(Dataset entries)
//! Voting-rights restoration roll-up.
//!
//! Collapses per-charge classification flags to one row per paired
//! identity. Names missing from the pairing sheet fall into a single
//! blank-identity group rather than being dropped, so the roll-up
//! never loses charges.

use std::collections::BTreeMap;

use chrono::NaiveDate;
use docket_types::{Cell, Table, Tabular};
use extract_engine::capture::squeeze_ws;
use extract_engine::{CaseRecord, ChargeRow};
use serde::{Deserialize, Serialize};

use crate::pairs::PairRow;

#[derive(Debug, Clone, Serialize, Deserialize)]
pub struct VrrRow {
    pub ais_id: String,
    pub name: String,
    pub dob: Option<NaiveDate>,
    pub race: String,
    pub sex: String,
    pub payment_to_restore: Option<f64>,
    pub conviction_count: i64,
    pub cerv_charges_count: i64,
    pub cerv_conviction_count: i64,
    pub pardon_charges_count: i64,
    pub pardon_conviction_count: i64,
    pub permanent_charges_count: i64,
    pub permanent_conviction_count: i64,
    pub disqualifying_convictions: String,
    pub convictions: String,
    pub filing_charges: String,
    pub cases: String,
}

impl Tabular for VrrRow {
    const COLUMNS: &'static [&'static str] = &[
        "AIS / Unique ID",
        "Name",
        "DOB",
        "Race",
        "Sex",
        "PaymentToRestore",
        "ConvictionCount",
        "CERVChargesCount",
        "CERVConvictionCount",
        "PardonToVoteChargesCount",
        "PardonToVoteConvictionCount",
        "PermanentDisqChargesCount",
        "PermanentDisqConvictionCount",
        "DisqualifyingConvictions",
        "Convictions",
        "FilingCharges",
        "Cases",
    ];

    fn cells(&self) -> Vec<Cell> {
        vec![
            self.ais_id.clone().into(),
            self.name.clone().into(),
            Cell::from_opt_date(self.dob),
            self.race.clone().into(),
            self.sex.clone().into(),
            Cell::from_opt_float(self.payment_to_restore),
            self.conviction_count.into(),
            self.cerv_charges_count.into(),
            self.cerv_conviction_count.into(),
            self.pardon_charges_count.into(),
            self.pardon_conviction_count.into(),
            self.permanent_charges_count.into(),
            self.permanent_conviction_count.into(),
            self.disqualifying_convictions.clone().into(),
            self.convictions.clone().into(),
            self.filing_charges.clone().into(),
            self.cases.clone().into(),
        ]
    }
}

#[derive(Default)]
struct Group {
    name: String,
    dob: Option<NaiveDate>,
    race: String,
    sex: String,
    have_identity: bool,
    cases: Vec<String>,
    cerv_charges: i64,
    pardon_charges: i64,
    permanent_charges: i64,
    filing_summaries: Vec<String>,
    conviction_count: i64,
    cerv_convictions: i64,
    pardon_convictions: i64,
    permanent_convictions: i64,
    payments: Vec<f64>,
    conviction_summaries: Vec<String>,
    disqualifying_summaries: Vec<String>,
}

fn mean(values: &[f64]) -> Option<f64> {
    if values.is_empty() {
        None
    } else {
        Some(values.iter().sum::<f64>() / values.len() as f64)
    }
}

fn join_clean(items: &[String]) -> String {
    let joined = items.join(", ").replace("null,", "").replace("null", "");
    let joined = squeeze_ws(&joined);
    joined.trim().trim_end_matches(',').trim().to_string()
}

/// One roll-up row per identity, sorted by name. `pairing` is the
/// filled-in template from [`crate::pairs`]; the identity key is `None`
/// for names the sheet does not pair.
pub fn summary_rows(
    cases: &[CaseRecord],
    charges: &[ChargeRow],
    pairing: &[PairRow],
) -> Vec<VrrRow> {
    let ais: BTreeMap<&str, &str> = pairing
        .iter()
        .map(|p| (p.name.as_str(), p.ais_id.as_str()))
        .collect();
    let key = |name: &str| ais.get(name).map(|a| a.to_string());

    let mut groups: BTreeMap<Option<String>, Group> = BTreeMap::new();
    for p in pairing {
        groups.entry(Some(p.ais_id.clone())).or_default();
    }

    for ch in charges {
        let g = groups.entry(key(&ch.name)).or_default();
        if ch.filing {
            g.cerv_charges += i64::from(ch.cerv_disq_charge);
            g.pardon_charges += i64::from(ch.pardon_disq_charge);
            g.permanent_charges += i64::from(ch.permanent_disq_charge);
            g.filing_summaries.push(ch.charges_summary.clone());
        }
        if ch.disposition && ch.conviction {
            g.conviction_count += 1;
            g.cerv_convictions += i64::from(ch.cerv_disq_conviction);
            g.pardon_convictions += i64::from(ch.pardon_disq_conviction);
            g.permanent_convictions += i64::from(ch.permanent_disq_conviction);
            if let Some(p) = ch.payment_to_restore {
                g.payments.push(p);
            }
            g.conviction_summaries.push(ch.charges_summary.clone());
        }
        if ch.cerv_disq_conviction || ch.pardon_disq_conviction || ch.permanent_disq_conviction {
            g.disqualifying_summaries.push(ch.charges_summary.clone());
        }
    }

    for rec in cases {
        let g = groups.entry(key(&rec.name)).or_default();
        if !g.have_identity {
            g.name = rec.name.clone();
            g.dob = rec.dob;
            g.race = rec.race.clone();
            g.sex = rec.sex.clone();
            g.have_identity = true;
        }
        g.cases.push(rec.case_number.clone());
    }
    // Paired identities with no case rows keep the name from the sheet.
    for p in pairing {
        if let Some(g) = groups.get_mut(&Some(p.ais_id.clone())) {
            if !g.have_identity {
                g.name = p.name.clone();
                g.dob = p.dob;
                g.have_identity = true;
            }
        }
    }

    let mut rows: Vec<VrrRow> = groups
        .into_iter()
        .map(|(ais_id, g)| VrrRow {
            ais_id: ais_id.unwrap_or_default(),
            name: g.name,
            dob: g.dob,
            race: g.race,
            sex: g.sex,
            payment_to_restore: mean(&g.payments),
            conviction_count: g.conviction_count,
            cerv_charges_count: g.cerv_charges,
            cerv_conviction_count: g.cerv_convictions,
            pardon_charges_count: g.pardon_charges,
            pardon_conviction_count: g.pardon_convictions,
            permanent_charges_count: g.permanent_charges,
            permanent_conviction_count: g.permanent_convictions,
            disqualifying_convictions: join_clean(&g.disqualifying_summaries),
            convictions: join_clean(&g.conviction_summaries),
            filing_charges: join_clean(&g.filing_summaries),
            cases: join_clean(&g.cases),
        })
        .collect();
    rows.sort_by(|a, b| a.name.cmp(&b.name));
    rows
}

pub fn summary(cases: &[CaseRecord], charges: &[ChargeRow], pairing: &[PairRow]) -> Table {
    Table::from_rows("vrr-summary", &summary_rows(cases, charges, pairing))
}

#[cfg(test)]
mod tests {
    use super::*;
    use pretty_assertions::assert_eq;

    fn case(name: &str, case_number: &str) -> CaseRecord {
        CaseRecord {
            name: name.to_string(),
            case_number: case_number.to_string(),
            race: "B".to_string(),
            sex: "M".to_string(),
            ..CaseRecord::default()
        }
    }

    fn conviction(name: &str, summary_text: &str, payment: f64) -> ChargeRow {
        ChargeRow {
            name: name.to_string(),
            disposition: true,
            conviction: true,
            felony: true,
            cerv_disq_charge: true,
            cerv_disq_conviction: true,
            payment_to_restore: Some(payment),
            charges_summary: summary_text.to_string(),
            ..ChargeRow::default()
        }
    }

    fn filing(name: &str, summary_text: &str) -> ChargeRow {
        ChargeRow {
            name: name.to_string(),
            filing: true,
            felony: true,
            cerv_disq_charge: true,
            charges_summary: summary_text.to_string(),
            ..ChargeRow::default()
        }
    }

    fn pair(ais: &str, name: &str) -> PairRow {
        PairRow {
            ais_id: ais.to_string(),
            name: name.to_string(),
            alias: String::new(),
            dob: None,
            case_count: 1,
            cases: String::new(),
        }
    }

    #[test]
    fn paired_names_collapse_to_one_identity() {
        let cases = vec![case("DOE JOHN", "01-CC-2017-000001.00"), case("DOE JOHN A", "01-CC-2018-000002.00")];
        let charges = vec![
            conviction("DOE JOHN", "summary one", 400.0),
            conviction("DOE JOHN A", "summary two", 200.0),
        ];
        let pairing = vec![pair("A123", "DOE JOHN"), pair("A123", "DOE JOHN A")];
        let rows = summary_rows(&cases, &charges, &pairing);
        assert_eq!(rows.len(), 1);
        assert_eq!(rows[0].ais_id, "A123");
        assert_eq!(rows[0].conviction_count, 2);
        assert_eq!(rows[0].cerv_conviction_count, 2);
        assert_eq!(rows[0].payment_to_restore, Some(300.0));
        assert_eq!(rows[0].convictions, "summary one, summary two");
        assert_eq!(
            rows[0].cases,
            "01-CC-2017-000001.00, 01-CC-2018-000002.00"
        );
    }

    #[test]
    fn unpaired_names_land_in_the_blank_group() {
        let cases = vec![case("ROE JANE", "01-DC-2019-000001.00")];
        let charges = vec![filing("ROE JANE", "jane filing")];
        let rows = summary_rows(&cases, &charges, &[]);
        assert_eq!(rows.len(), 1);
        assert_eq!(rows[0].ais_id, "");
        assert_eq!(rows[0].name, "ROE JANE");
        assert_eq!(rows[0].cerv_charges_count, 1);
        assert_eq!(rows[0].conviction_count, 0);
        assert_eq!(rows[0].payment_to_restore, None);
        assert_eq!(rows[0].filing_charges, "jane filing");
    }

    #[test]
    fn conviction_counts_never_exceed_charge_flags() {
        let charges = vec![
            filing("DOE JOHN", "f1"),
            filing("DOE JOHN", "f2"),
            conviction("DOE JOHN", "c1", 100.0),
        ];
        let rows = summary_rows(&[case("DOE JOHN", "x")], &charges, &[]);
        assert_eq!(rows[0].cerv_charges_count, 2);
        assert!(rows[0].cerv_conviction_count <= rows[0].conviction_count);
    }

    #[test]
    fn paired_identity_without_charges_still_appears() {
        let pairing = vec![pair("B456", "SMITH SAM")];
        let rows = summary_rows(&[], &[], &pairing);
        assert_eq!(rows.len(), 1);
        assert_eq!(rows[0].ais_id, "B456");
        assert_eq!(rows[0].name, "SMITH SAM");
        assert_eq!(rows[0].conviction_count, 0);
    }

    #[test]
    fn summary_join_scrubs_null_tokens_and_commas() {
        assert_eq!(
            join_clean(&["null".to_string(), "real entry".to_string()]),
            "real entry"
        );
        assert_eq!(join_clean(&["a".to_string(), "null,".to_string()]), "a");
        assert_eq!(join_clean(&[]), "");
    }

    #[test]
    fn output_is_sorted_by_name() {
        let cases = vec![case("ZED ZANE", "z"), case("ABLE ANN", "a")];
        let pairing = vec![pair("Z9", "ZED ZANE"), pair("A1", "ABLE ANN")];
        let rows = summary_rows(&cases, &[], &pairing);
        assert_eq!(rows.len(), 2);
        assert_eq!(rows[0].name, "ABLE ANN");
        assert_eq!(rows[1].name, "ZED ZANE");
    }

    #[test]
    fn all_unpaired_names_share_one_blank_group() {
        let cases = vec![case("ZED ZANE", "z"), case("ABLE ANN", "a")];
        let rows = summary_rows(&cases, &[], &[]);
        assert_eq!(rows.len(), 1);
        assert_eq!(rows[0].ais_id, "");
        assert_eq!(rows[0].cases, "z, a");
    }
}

» EXERCISE DETAILS:
The lines above from the one containing "fn filing(name: &str, summary_text: &str)" through the one containing "assert_eq!(rows[0].conviction_count, 2);" are to be set down exactly, and no others.

» RESPONSE FOR THIS EXERCISE:
    fn filing(name: &str, summary_text: &str) -> ChargeRow {
        ChargeRow {
            name: name.to_string(),
            filing: true,
            felony: true,
            cerv_disq_charge: true,
            charges_summary: summary_text.to_string(),
            ..ChargeRow::default()
        }
    }

    fn pair(ais: &str, name: &str) -> PairRow {
        PairRow {
            ais_id: ais.to_string(),
            name: name.to_string(),
            alias: String::new(),
            dob: None,
            case_count: 1,
            cases: String::new(),
        }
    }

    #[test]
    fn paired_names_collapse_to_one_identity() {
        let cases = vec![case("DOE JOHN", "01-CC-2017-000001.00"), case("DOE JOHN A", "01-CC-2018-000002.00")];
        let charges = vec![
            conviction("DOE JOHN", "summary one", 400.0),
            conviction("DOE JOHN A", "summary two", 200.0),
        ];
        let pairing = vec![pair("A123", "DOE JOHN"), pair("A123", "DOE JOHN A")];
        let rows = summary_rows(&cases, &charges, &pairing);
        assert_eq!(rows.len(), 1);
        assert_eq!(rows[0].ais_id, "A123");
        assert_eq!(rows[0].conviction_count, 2);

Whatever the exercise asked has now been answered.